### [ABOUT THIS EXERCISE]
The records should be restated exactly from their first line through the line with "use super::pipe::PipeItem;" in it.

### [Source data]
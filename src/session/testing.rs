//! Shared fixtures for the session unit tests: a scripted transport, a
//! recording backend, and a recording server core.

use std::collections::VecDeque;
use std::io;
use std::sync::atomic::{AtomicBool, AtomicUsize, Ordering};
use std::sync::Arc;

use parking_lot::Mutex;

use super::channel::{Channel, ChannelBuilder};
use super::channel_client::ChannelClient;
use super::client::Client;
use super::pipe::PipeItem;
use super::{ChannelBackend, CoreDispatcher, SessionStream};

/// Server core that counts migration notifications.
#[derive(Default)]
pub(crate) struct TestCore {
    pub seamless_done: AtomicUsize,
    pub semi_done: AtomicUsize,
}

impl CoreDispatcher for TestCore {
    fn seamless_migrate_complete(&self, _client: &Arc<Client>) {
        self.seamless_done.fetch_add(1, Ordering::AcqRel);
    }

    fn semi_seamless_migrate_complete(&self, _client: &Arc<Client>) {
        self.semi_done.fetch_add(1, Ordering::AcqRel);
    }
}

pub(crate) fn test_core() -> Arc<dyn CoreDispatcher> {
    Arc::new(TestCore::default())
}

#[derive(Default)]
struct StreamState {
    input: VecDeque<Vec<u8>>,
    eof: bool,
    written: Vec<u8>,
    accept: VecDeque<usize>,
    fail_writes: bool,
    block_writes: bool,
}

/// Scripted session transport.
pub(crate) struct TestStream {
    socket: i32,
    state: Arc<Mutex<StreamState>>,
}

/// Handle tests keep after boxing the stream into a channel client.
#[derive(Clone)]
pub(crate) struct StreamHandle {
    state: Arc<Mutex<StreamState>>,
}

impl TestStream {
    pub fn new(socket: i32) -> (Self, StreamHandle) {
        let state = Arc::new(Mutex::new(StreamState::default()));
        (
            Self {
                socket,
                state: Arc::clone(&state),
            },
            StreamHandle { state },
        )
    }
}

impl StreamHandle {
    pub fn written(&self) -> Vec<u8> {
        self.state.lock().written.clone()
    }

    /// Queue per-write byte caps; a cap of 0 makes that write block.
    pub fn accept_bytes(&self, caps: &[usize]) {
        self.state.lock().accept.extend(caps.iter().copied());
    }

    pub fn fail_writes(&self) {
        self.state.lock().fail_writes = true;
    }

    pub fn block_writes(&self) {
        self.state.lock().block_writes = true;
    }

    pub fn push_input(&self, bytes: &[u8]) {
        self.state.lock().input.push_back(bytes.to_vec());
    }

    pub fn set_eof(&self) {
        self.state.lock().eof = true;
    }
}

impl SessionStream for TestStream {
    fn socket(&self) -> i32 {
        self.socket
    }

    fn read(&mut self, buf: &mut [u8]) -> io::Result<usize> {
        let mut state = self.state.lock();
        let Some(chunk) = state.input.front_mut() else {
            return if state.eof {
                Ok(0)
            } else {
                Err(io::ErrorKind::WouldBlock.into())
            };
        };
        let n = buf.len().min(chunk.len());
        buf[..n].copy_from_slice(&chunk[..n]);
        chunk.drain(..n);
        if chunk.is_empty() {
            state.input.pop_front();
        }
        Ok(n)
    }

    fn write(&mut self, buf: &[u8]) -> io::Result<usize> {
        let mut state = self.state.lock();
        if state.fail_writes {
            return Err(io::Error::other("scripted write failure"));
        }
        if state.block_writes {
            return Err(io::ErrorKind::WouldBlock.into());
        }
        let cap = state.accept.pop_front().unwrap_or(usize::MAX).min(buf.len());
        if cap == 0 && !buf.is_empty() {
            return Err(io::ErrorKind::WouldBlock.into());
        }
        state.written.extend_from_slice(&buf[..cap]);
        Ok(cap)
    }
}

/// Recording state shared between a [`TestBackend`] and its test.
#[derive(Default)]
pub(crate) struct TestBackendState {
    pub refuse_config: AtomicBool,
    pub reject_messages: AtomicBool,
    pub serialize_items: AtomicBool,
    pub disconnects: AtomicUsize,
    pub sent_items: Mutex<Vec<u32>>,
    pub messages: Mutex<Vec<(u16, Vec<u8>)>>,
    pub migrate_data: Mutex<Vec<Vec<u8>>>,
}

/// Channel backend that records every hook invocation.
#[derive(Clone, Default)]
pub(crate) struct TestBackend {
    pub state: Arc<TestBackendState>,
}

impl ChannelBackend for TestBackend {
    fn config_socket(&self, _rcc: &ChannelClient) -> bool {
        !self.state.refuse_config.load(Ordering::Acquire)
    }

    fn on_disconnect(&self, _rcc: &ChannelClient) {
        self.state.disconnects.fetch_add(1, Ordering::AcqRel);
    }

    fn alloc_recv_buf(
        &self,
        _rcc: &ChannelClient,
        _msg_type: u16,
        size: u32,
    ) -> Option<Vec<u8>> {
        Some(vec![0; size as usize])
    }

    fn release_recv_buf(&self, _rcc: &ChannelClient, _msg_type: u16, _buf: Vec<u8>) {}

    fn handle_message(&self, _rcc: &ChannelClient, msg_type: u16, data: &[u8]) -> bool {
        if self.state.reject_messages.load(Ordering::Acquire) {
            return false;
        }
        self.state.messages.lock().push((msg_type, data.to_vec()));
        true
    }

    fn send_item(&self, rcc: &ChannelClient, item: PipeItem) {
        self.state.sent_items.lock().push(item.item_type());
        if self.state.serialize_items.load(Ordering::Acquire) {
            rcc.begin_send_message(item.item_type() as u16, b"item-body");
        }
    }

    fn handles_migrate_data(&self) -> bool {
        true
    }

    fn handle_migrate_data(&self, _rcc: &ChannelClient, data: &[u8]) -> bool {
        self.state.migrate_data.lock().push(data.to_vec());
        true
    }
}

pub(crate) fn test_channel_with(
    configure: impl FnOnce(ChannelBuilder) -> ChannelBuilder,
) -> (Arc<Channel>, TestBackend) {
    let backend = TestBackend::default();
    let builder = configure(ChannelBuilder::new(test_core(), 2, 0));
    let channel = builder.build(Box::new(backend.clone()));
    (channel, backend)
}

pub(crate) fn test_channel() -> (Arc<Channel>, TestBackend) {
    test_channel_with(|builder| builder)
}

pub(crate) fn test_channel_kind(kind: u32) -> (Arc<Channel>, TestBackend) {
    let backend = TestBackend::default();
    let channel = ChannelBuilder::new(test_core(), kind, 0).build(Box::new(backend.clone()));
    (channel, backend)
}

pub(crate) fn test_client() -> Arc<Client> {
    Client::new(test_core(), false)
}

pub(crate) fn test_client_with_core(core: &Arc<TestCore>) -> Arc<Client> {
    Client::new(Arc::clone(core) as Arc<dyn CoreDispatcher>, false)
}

### [TASK OUTPUT]
filename src/session/testing.rs
//! Shared fixtures for the session unit tests: a scripted transport, a
//! recording backend, and a recording server core.

use std::collections::VecDeque;
use std::io;
use std::sync::atomic::{AtomicBool, AtomicUsize, Ordering};
use std::sync::Arc;

use parking_lot::Mutex;

use super::channel::{Channel, ChannelBuilder};
use super::channel_client::ChannelClient;
use super::client::Client;
use super::pipe::PipeItem;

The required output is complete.